The law garnered plenty of support as many Republicans accused the White House of staging the leaks during an election year. But many felt such a law would be too restrictive on the media. In an effort to avoid such broad legislation Clapper began work to develop the March directive.
Some still feel that the new rules are too broad. Officials had always been restricted from disclosing classified information but the directive applies to unclassified information as well.
Steven Aftergood, a government secrecy expert with the Federation of American Scientists, reported on the new policy Monday from his blog, Secrecy News. He pointed out that the rules do “not distinguish between classified and unclassified intelligence information. The ‘covered matters’ that require prior authorization … extend to any topic that is ‘related’ to intelligence, irrespective of its classification status.”
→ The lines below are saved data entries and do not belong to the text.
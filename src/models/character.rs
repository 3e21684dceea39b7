//! Character data models and API request/response types.
//!
//! This module defines:
//! - `Character`: a character row joined with its parent creature
//! - `NewCharacter`: request body for creating characters
//! - `CharacterUpdate`: request body for field-level updates
//! - `CreatureStats`: the stat block every new character starts with

use serde::{Deserialize, Serialize};

use crate::error::AppError;

/// Store-assigned identifier shared by a creature and its character row.
pub type CharacterId = i32;

/// A character as shown to clients.
///
/// # Database Tables
///
/// `id` and `name` come from `creatures` (`creature_id`, `creature_name`),
/// `gold` comes from `characters`. The two rows share the same id.
///
/// Gold is an integer number of gold pieces and is never negative
/// (enforced by a database CHECK constraint).
#[derive(Debug, Clone, PartialEq, Eq, sqlx::FromRow, Serialize, Deserialize)]
pub struct Character {
    pub id: CharacterId,
    pub name: String,
    pub gold: i64,
}

/// Request body for creating a new character.
///
/// # JSON Example
///
/// ```json
/// {
///   "name": "Aragorn",
///   "gold": 100
/// }
/// ```
///
/// # Validation
///
/// - `name`: Required, must not be blank
/// - `gold`: Optional, defaults to 0, must not be negative
#[derive(Debug, Clone, Deserialize)]
pub struct NewCharacter {
    pub name: String,

    #[serde(default)]
    pub gold: i64,
}

impl NewCharacter {
    pub fn new(name: impl Into<String>, gold: i64) -> Self {
        Self {
            name: name.into(),
            gold,
        }
    }

    /// Check field rules and return the record with its name trimmed.
    pub fn validate(self) -> Result<Self, AppError> {
        Ok(Self {
            name: validate_name(&self.name)?,
            gold: validate_gold(self.gold)?,
        })
    }
}

/// Request body for updating a character.
///
/// Every field is optional; only the provided ones are written.
/// Gold written here is an absolute value, unlike transfers which apply deltas.
#[derive(Debug, Clone, Default, Deserialize)]
pub struct CharacterUpdate {
    pub name: Option<String>,
    pub gold: Option<i64>,
}

impl CharacterUpdate {
    pub fn validate(self) -> Result<Self, AppError> {
        Ok(Self {
            name: self.name.as_deref().map(validate_name).transpose()?,
            gold: self.gold.map(validate_gold).transpose()?,
        })
    }

    pub fn is_empty(&self) -> bool {
        self.name.is_none() && self.gold.is_none()
    }
}

fn validate_name(name: &str) -> Result<String, AppError> {
    let trimmed = name.trim();
    if trimmed.is_empty() {
        return Err(AppError::InvalidRequest(
            "Character name cannot be empty".to_string(),
        ));
    }
    Ok(trimmed.to_string())
}

fn validate_gold(gold: i64) -> Result<i64, AppError> {
    if gold < 0 {
        return Err(AppError::InvalidRequest(format!(
            "Gold cannot be negative, got {gold}"
        )));
    }
    Ok(gold)
}

/// Creature type stored for every row this service manages.
pub const CHARACTER_CREATURE_TYPE: &str = "Character";

/// Stat block written to `creatures` when a character is created.
#[derive(Debug, Clone, Copy, PartialEq, Eq)]
pub struct CreatureStats {
    pub hit_points: i32,
    pub armor_class: i32,
    pub speed: i32,
    pub size: &'static str,
    pub level: i32,
    pub is_homebrew: bool,
}

impl CreatureStats {
    pub const STARTER: CreatureStats = CreatureStats {
        hit_points: 50,
        armor_class: 10,
        speed: 30,
        size: "Medium",
        level: 1,
        is_homebrew: false,
    };
}

/// Race and class names linked to newly created characters.
#[derive(Debug, Clone, PartialEq, Eq)]
pub struct CharacterDefaults {
    pub race: String,
    pub class: String,
}

impl Default for CharacterDefaults {
    fn default() -> Self {
        Self {
            race: "Human".to_string(),
            class: "Fighter".to_string(),
        }
    }
}

#[cfg(test)]
mod tests {
    use super::*;

    #[test]
    fn new_character_name_is_trimmed() {
        let record = NewCharacter::new("  Gimli ", 10).validate().unwrap();
        assert_eq!(record.name, "Gimli");
        assert_eq!(record.gold, 10);
    }

    #[test]
    fn blank_name_is_rejected() {
        let err = NewCharacter::new("   ", 10).validate().unwrap_err();
        assert!(matches!(err, AppError::InvalidRequest(_)));
    }

    #[test]
    fn negative_starting_gold_is_rejected() {
        let err = NewCharacter::new("Gimli", -1).validate().unwrap_err();
        assert!(matches!(err, AppError::InvalidRequest(_)));
    }

    #[test]
    fn gold_defaults_to_zero_when_omitted() {
        let record: NewCharacter = serde_json::from_str(r#"{"name":"Legolas"}"#).unwrap();
        assert_eq!(record.gold, 0);
    }

    #[test]
    fn update_validates_only_provided_fields() {
        let update = CharacterUpdate {
            name: None,
            gold: Some(5),
        }
        .validate()
        .unwrap();
        assert_eq!(update.gold, Some(5));
        assert!(update.name.is_none());

        let err = CharacterUpdate {
            name: Some(String::new()),
            gold: None,
        }
        .validate()
        .unwrap_err();
        assert!(matches!(err, AppError::InvalidRequest(_)));
    }

    #[test]
    fn empty_update_is_detected() {
        assert!(CharacterUpdate::default().is_empty());
    }
}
"The new directive is far more sweeping than any previous policy, since it applies to basically everything having to do with intelligence,” Aftergood told the AP. "By trying to regulate reporters' ability to independently gather unclassified information, the directive will undermine the credibility of all intelligence-related news.”
The directive will continue to raise eyebrows. And it is proof that the current administration is serious about tightening its grip on officials and their availability to the press.
Two weeks ago Jill Abramson, executive editor of The New York Times, told The Takeaway’s John Hockenberry that the Obama administration is the most secretive she has ever seen.
"The Obama years are a benchmark for a new level of secrecy and control," she said. ”It's created quite a challenging atmosphere for The New York Times, and for some of the best reporters in my newsroom who cover national security issues in Washington.”
The new rules for intelligence officials are unlikely to change that.